#### Prompt
Look below for the line that has "use sqlx::SqlitePool;". Set down the lines from there through the line that has "#[derive(Debug, sqlx::FromRow)]", exactly as written.

───── Supplied material

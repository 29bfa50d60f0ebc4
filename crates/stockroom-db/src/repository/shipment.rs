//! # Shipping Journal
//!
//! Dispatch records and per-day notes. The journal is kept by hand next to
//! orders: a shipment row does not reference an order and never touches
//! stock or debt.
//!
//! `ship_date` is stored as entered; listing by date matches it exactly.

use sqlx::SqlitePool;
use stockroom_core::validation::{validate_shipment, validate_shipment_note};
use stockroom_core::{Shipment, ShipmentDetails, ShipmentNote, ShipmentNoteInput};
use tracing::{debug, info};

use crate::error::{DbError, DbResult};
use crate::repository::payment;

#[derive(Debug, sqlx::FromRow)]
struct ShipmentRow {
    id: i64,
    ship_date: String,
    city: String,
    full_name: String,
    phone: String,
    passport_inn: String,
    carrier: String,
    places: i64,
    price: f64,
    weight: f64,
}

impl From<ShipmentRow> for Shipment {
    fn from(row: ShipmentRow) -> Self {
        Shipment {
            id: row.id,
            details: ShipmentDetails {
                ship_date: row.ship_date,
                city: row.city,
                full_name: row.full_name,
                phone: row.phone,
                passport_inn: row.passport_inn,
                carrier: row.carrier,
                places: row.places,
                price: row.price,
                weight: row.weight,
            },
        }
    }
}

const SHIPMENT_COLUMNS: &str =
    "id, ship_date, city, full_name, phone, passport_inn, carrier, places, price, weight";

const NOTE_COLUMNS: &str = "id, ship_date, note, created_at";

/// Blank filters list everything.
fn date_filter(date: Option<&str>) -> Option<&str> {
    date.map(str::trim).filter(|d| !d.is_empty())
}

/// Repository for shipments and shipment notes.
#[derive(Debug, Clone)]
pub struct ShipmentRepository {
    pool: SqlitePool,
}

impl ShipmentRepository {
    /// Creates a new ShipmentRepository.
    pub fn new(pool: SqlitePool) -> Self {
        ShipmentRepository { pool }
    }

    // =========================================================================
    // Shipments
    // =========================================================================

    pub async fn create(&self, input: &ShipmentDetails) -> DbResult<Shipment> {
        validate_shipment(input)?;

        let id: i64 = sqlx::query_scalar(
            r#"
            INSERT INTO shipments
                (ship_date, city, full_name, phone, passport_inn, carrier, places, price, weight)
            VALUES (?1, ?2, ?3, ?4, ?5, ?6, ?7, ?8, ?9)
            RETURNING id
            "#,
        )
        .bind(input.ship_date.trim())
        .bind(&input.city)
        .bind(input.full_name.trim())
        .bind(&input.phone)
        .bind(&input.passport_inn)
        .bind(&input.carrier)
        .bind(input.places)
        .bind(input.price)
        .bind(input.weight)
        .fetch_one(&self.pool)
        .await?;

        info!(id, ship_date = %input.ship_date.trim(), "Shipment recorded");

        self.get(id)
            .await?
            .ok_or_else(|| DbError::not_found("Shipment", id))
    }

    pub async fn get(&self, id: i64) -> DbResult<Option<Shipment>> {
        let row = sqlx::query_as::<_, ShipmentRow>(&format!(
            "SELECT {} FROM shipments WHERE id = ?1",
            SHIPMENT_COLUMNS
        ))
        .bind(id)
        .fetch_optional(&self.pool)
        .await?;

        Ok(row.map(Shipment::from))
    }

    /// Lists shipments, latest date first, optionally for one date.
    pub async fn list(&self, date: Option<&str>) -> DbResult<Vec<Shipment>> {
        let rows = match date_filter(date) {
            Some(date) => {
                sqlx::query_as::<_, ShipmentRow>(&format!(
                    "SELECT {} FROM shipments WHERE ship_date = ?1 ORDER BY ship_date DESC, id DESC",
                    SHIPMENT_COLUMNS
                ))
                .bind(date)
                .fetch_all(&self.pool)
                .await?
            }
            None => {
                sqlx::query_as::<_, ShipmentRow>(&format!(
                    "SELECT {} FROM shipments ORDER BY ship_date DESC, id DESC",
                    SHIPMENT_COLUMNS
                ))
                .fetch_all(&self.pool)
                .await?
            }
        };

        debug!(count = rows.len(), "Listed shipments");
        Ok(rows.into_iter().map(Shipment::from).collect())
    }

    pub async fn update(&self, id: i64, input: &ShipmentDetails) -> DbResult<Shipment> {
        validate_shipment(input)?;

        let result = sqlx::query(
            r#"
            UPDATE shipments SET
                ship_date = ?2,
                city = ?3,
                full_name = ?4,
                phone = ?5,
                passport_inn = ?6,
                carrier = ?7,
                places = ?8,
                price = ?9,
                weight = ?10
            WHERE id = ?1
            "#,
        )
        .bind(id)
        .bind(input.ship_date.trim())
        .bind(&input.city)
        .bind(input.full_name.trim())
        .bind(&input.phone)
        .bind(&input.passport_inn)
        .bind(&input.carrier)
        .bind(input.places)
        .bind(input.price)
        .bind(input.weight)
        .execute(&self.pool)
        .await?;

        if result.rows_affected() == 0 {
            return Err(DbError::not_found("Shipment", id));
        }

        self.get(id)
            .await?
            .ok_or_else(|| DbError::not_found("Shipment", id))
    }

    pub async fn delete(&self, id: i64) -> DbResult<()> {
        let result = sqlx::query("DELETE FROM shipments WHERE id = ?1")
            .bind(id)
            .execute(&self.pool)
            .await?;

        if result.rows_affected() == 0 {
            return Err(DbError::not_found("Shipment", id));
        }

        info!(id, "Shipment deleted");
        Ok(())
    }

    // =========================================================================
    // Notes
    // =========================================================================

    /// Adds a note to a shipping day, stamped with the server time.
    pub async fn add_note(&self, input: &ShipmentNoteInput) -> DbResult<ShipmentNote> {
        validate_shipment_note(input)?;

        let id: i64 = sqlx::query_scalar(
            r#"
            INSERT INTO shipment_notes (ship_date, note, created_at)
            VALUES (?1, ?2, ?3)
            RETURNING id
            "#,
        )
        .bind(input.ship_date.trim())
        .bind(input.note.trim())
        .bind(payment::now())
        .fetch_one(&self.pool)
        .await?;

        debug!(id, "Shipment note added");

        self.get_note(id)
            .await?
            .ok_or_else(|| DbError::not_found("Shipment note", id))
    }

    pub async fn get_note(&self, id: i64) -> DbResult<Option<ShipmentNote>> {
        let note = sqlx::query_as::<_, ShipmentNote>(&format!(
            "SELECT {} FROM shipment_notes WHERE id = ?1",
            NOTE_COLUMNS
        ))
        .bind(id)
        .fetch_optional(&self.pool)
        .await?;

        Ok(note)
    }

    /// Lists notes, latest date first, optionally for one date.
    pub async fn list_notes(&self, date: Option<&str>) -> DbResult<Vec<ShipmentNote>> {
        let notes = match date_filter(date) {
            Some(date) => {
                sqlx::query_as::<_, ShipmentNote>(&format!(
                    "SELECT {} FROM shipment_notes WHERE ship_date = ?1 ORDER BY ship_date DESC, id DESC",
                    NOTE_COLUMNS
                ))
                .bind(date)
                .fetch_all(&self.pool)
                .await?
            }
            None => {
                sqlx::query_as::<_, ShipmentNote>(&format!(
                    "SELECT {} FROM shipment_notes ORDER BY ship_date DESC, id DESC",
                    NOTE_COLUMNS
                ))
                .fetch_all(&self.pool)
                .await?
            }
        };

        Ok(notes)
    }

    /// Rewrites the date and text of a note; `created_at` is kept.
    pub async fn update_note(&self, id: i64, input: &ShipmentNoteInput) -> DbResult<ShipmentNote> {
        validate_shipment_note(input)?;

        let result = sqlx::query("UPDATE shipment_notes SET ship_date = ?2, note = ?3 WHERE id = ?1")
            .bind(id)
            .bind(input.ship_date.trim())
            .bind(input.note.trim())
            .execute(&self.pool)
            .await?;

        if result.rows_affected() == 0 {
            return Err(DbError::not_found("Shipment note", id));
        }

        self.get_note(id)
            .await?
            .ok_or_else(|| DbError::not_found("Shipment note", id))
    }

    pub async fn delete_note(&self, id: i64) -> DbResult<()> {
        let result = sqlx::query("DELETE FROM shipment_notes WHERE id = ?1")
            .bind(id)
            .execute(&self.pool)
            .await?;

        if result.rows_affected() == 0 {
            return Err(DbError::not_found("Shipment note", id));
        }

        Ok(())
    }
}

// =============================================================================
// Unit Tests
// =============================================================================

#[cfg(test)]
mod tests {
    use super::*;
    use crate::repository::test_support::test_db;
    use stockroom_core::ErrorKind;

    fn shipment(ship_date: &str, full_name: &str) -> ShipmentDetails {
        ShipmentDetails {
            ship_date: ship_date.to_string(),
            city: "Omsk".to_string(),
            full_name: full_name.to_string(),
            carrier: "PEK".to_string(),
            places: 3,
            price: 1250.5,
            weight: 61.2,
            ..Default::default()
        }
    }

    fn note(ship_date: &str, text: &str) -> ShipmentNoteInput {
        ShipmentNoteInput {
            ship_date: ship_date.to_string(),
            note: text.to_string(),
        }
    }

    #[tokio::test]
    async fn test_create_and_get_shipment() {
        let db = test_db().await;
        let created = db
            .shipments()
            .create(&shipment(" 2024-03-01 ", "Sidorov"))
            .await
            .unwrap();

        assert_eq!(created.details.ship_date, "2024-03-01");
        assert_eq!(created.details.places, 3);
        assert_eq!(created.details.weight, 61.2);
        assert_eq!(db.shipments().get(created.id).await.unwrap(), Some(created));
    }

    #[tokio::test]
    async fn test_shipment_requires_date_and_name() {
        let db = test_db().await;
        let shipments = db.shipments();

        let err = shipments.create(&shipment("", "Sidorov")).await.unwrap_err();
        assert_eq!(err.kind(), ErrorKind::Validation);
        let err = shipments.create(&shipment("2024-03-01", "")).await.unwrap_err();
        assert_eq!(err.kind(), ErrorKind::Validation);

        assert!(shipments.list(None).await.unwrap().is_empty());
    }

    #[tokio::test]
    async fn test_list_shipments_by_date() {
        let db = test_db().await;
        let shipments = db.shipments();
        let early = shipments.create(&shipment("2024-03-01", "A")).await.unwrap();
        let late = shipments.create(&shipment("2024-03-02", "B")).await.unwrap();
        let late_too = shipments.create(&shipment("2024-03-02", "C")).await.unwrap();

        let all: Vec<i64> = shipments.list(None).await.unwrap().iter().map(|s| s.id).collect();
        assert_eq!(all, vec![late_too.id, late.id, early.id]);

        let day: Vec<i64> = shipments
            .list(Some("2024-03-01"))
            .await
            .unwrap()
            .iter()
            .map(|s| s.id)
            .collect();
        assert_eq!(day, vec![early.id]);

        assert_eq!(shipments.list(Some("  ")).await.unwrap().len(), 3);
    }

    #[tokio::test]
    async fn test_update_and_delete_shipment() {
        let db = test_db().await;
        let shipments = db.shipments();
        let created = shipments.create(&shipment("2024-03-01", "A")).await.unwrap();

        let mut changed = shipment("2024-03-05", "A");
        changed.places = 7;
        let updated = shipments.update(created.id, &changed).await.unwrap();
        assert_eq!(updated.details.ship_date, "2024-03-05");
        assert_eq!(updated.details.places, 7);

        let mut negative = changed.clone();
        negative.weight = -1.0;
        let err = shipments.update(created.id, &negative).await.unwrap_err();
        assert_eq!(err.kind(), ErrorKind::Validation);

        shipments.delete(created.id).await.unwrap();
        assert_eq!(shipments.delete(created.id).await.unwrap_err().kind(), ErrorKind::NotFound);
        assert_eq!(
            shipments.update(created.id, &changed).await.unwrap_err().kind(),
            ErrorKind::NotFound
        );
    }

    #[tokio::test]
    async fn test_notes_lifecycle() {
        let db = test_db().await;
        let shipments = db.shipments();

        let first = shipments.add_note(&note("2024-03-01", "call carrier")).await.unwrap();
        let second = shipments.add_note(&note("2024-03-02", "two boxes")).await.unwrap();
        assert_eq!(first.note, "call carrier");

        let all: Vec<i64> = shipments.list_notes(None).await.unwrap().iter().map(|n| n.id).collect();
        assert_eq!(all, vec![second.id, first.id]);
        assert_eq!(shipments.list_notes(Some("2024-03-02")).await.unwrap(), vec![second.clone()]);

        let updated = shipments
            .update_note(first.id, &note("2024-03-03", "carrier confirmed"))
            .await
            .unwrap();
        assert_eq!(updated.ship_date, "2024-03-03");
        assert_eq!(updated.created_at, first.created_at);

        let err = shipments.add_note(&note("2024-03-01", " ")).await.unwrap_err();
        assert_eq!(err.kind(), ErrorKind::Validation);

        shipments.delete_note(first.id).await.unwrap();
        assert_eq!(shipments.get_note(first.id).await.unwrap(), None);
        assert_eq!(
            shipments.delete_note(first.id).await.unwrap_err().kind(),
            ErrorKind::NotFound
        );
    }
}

──────────

#### Exercise answer
use sqlx::SqlitePool;
use stockroom_core::validation::{validate_shipment, validate_shipment_note};
use stockroom_core::{Shipment, ShipmentDetails, ShipmentNote, ShipmentNoteInput};
use tracing::{debug, info};

use crate::error::{DbError, DbResult};
use crate::repository::payment;

#[derive(Debug, sqlx::FromRow)]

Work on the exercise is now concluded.